Work request - Your answer should be every line of the records that contains the word "guard", copied as it stands.

Segment Open

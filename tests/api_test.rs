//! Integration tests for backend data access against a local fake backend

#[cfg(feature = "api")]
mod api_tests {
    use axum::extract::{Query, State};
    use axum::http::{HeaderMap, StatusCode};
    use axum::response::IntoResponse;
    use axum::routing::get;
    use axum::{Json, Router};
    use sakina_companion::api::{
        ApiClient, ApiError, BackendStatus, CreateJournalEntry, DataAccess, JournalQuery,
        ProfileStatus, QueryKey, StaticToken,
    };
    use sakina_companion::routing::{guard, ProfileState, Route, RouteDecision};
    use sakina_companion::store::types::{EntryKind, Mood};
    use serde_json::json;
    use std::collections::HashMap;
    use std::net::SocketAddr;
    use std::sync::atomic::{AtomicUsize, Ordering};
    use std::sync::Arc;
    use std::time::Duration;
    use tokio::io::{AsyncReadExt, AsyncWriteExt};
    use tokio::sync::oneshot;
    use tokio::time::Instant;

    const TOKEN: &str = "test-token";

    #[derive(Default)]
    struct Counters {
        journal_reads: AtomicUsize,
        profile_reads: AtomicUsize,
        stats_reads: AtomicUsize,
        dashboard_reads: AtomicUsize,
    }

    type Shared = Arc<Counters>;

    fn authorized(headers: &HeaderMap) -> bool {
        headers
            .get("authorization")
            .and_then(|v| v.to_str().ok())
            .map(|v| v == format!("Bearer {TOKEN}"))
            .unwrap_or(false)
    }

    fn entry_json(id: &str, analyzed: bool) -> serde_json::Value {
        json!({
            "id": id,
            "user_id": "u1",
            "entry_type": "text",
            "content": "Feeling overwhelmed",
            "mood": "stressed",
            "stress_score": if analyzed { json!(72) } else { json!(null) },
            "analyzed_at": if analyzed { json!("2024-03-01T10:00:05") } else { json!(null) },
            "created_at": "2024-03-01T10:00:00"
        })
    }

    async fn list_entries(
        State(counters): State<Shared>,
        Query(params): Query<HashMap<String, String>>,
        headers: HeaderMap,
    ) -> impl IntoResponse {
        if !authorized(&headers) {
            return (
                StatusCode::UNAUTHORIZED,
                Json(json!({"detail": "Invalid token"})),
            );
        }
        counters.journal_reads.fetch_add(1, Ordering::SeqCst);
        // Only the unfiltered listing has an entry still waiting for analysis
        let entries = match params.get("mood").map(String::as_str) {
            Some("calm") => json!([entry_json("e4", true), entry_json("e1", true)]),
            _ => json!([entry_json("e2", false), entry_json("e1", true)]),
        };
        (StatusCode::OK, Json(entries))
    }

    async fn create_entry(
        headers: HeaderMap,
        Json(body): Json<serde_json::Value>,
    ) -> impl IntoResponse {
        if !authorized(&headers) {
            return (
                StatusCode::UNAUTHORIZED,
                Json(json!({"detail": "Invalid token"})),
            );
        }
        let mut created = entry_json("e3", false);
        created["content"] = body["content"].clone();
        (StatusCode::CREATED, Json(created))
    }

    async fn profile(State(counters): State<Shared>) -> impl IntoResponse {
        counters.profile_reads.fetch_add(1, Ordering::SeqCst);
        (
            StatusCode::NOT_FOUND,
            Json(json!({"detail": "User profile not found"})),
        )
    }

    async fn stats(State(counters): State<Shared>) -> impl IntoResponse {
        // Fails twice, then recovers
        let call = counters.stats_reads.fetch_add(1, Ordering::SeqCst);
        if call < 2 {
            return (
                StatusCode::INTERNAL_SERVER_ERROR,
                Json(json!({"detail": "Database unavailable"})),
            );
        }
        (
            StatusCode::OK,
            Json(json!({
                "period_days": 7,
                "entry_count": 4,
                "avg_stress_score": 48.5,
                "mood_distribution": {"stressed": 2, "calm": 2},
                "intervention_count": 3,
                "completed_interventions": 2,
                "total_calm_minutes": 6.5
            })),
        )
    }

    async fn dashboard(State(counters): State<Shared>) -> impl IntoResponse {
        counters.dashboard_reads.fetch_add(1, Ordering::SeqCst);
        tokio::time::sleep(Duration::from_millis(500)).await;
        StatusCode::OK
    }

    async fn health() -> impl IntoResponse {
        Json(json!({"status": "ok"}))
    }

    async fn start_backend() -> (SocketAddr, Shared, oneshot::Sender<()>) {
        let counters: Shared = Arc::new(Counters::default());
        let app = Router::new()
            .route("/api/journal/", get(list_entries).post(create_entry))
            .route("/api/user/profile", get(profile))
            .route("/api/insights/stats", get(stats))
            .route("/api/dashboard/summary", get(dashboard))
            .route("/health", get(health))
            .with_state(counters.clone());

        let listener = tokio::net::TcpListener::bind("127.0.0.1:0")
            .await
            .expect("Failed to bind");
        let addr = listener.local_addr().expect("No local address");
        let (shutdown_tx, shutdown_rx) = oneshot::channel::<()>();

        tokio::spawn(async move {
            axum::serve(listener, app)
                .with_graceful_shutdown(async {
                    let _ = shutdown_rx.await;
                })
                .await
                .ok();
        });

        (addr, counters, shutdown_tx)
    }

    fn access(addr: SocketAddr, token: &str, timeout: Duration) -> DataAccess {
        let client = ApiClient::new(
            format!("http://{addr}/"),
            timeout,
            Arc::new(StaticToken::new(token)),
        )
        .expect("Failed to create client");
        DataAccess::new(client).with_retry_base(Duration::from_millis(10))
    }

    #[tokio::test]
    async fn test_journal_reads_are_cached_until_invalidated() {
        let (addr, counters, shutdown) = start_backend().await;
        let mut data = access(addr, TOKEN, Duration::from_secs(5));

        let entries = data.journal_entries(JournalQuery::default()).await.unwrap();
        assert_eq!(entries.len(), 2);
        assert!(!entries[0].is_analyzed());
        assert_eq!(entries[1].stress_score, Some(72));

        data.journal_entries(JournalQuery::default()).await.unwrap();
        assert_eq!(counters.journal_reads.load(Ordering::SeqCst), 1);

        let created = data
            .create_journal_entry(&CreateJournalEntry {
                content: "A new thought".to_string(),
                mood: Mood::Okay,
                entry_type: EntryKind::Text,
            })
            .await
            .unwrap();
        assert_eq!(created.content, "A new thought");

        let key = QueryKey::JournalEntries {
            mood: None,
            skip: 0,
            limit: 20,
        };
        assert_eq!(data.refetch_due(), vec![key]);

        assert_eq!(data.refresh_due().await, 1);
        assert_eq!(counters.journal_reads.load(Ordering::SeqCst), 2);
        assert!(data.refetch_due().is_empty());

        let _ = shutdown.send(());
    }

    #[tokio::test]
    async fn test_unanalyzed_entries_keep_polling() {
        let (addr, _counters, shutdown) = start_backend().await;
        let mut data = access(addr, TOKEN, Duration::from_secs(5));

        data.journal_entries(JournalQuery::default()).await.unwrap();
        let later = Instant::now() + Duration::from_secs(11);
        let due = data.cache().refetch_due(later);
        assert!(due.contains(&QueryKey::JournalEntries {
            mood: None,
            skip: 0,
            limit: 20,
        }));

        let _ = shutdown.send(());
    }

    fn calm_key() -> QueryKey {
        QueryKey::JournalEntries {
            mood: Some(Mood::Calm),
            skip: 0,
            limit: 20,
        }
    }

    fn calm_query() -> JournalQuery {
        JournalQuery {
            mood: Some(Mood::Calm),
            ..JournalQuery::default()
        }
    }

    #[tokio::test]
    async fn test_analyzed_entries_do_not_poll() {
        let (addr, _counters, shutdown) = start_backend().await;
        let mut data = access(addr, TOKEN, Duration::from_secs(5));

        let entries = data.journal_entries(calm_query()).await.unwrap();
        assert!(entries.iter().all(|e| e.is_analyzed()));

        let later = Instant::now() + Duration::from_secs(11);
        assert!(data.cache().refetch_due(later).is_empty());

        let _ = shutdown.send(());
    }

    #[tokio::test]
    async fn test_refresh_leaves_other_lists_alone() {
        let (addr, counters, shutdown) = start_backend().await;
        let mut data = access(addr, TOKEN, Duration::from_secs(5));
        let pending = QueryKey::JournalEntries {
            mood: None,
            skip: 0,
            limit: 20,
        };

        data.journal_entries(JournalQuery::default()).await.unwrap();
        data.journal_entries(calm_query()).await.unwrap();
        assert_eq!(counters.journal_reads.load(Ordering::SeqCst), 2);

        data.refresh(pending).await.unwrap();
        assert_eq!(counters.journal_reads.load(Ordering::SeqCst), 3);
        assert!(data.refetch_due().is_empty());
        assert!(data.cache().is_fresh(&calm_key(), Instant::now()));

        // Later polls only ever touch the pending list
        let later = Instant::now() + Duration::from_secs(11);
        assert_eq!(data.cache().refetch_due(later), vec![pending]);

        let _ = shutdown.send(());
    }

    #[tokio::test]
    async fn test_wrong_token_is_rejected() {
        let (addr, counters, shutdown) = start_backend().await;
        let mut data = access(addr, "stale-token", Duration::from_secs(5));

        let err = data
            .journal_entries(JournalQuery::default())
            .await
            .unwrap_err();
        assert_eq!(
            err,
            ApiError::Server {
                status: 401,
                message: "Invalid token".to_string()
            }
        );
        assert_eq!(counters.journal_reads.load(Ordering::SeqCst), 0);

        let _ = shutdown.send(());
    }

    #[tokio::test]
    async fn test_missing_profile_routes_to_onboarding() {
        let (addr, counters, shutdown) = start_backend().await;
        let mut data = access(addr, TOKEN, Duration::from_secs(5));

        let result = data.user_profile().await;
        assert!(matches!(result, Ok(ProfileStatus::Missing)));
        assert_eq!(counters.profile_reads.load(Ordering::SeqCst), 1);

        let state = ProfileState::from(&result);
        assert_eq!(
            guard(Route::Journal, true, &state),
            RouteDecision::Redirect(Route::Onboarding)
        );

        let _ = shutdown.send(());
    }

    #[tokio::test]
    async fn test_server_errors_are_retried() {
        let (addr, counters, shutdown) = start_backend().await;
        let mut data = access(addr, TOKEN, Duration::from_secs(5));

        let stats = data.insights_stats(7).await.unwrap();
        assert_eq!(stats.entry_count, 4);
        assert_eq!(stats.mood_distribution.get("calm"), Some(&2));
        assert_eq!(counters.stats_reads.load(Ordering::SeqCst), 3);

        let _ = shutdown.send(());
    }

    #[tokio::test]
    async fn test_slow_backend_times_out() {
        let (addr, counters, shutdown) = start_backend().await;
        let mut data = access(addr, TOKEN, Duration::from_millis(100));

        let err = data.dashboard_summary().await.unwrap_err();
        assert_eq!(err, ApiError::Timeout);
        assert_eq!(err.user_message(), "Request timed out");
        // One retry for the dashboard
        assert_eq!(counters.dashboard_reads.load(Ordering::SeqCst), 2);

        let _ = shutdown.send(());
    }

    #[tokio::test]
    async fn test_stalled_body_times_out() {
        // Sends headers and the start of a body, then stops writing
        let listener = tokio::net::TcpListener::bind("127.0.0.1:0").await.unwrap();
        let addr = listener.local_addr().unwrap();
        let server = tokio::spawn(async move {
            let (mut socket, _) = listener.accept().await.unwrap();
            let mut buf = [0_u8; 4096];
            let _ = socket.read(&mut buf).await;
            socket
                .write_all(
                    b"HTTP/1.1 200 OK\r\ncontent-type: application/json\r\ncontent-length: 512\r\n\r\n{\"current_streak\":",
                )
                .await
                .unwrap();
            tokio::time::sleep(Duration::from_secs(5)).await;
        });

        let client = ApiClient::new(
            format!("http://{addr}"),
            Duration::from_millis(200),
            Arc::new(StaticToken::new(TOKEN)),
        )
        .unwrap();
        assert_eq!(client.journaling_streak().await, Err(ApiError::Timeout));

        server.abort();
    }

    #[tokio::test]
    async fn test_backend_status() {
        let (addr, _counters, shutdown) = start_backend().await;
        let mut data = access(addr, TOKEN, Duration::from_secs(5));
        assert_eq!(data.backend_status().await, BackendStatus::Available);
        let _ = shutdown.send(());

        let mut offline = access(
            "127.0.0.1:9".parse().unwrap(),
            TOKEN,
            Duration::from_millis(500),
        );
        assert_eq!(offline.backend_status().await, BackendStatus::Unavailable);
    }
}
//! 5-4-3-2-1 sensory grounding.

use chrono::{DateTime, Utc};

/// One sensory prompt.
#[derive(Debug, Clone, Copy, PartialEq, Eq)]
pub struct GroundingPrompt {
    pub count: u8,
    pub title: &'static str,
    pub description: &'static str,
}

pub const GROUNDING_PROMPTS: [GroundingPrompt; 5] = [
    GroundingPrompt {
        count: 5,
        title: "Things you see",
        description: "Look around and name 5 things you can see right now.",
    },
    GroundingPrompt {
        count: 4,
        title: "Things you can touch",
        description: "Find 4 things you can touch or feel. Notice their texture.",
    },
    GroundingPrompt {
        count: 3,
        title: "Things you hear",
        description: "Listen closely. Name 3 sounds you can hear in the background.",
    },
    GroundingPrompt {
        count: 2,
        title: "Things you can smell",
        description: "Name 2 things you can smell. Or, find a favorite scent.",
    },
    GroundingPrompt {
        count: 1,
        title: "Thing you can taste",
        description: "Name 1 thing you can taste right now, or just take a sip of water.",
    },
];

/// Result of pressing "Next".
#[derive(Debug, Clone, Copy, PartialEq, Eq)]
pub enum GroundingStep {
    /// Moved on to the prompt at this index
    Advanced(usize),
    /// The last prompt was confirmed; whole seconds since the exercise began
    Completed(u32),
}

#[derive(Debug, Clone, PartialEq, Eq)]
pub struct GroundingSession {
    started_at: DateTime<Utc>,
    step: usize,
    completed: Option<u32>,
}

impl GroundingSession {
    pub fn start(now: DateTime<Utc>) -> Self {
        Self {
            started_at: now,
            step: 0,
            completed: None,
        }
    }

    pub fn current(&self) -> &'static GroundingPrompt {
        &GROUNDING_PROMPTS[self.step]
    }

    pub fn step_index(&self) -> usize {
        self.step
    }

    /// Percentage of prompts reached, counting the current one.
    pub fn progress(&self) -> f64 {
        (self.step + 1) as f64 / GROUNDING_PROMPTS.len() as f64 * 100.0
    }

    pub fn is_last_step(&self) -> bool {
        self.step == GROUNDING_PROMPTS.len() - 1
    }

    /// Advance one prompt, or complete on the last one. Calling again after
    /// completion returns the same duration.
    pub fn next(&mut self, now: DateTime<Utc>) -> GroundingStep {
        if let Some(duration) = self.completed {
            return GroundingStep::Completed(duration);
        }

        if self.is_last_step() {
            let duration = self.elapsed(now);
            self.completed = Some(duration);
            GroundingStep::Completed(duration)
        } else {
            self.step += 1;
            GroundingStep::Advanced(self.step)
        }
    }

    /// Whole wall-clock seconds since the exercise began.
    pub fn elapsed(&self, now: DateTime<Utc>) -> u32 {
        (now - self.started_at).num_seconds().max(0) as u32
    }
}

Segment Closed

Output for this task -
    use sakina_companion::routing::{guard, ProfileState, Route, RouteDecision};
            guard(Route::Journal, true, &state),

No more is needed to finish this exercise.